WHAT NEEDS TO BE DONE: From the records that follow, copy every line in which "VALUES" appears.

Stored items:

━━━━

//! The pool balance aggregate.
//!
//! There is exactly one pool per database. The row is keyed by the fixed ID
//! [POOL_BALANCE_ID] and created with an upsert, so concurrent first reads
//! cannot create a second pool.

use rusqlite::Connection;

use crate::Error;

/// The primary key of the single pool balance row.
pub const POOL_BALANCE_ID: i64 = 1;

/// Create the pool balance table.
pub fn create_pool_balance_table(connection: &Connection) -> Result<(), rusqlite::Error> {
    connection.execute(
        "CREATE TABLE IF NOT EXISTS pool_balance (
            id INTEGER PRIMARY KEY CHECK (id = 1),
            balance REAL NOT NULL DEFAULT 0
        )",
        (),
    )?;

    Ok(())
}

/// Get the pool balance, creating the pool with a balance of zero if it does not exist yet.
pub fn get_or_create_pool_balance(connection: &Connection) -> Result<f64, Error> {
    connection.execute(
        "INSERT INTO pool_balance (id, balance) VALUES (?1, 0) ON CONFLICT(id) DO NOTHING",
        [POOL_BALANCE_ID],
    )?;

    connection
        .query_row(
            "SELECT balance FROM pool_balance WHERE id = ?1",
            [POOL_BALANCE_ID],
            |row| row.get(0),
        )
        .map_err(|error| error.into())
}

/// Get the pool balance without creating the pool. A missing pool has a balance of zero.
pub fn get_pool_balance(connection: &Connection) -> Result<f64, Error> {
    connection
        .query_row(
            "SELECT COALESCE((SELECT balance FROM pool_balance WHERE id = ?1), 0)",
            [POOL_BALANCE_ID],
            |row| row.get(0),
        )
        .map_err(|error| error.into())
}

/// Add `amount` to the pool and return the new balance.
///
/// `amount` may be negative when fixed allowances exceed the income that
/// funds them.
pub fn credit_pool(amount: f64, connection: &Connection) -> Result<f64, Error> {
    get_or_create_pool_balance(connection)?;

    let balance = connection.query_row(
        "UPDATE pool_balance SET balance = balance + ?1 WHERE id = ?2 RETURNING balance",
        (amount, POOL_BALANCE_ID),
        |row| row.get(0),
    )?;

    tracing::debug!("Credited pool with €{amount:.2}, new balance €{balance:.2}");

    Ok(balance)
}

/// Take `amount` out of the pool and return the new balance.
///
/// # Errors
/// Returns [Error::InsufficientBalance] and leaves the pool untouched if the
/// balance is less than `amount`. Amounts are compared in whole cents, and
/// the pool never goes negative through a debit.
pub fn debit_pool(amount: f64, connection: &Connection) -> Result<f64, Error> {
    let available = get_or_create_pool_balance(connection)?;

    if to_cents(available) < to_cents(amount) {
        return Err(Error::InsufficientBalance {
            available,
            required: amount,
        });
    }

    let balance = connection.query_row(
        "UPDATE pool_balance SET balance = MAX(balance - ?1, 0) WHERE id = ?2 RETURNING balance",
        (amount, POOL_BALANCE_ID),
        |row| row.get(0),
    )?;

    tracing::debug!("Debited pool by €{amount:.2}, new balance €{balance:.2}");

    Ok(balance)
}

fn to_cents(amount: f64) -> i64 {
    (amount * 100.0).round() as i64
}

#[cfg(test)]
mod tests {
    use rusqlite::Connection;

    use crate::Error;

    use super::{
        create_pool_balance_table, credit_pool, debit_pool, get_or_create_pool_balance,
        get_pool_balance,
    };

    fn get_test_connection() -> Connection {
        let connection = Connection::open_in_memory().unwrap();
        create_pool_balance_table(&connection).unwrap();
        connection
    }

    fn count_pool_rows(connection: &Connection) -> i64 {
        connection
            .query_row("SELECT COUNT(*) FROM pool_balance", [], |row| row.get(0))
            .unwrap()
    }

    #[test]
    fn pool_is_created_lazily_with_zero_balance() {
        let connection = get_test_connection();
        assert_eq!(count_pool_rows(&connection), 0);

        let balance = get_or_create_pool_balance(&connection);

        assert_eq!(balance, Ok(0.0));
        assert_eq!(count_pool_rows(&connection), 1);
    }

    #[test]
    fn repeated_reads_never_create_a_second_pool() {
        let connection = get_test_connection();

        get_or_create_pool_balance(&connection).unwrap();
        get_or_create_pool_balance(&connection).unwrap();

        assert_eq!(count_pool_rows(&connection), 1);
    }

    #[test]
    fn second_pool_row_is_rejected() {
        let connection = get_test_connection();

        let result = connection.execute("INSERT INTO pool_balance (id, balance) VALUES (2, 0)", ());

        assert!(result.is_err());
    }

    #[test]
    fn get_pool_balance_does_not_create_pool() {
        let connection = get_test_connection();

        assert_eq!(get_pool_balance(&connection), Ok(0.0));
        assert_eq!(count_pool_rows(&connection), 0);
    }

    #[test]
    fn credit_then_debit() {
        let connection = get_test_connection();

        assert_eq!(credit_pool(100.0, &connection), Ok(100.0));
        assert_eq!(debit_pool(40.0, &connection), Ok(60.0));
        assert_eq!(get_pool_balance(&connection), Ok(60.0));
    }

    #[test]
    fn debit_exactly_the_balance_leaves_zero() {
        let connection = get_test_connection();
        credit_pool(25.0, &connection).unwrap();

        assert_eq!(debit_pool(25.0, &connection), Ok(0.0));
    }

    #[test]
    fn debit_more_than_balance_fails_and_leaves_balance_unchanged() {
        let connection = get_test_connection();
        credit_pool(100.0, &connection).unwrap();

        let result = debit_pool(150.0, &connection);

        assert_eq!(
            result,
            Err(Error::InsufficientBalance {
                available: 100.0,
                required: 150.0
            })
        );
        assert_eq!(get_pool_balance(&connection), Ok(100.0));
    }

    #[test]
    fn negative_credit_is_accepted() {
        let connection = get_test_connection();

        assert_eq!(credit_pool(-50.0, &connection), Ok(-50.0));
    }

    #[test]
    fn debit_of_balance_built_from_cent_amounts_succeeds() {
        let connection = get_test_connection();
        credit_pool(0.7, &connection).unwrap();
        debit_pool(0.4, &connection).unwrap();

        let result = debit_pool(0.3, &connection);

        assert_eq!(result, Ok(0.0));
        assert_eq!(get_pool_balance(&connection), Ok(0.0));
    }

    #[test]
    fn debit_one_cent_over_balance_fails() {
        let connection = get_test_connection();
        credit_pool(0.3, &connection).unwrap();

        let result = debit_pool(0.31, &connection);

        assert!(matches!(result, Err(Error::InsufficientBalance { .. })));
    }
}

━━━━

SOLUTION BELOW:
        "INSERT INTO pool_balance (id, balance) VALUES (?1, 0) ON CONFLICT(id) DO NOTHING",
        let result = connection.execute("INSERT INTO pool_balance (id, balance) VALUES (2, 0)", ());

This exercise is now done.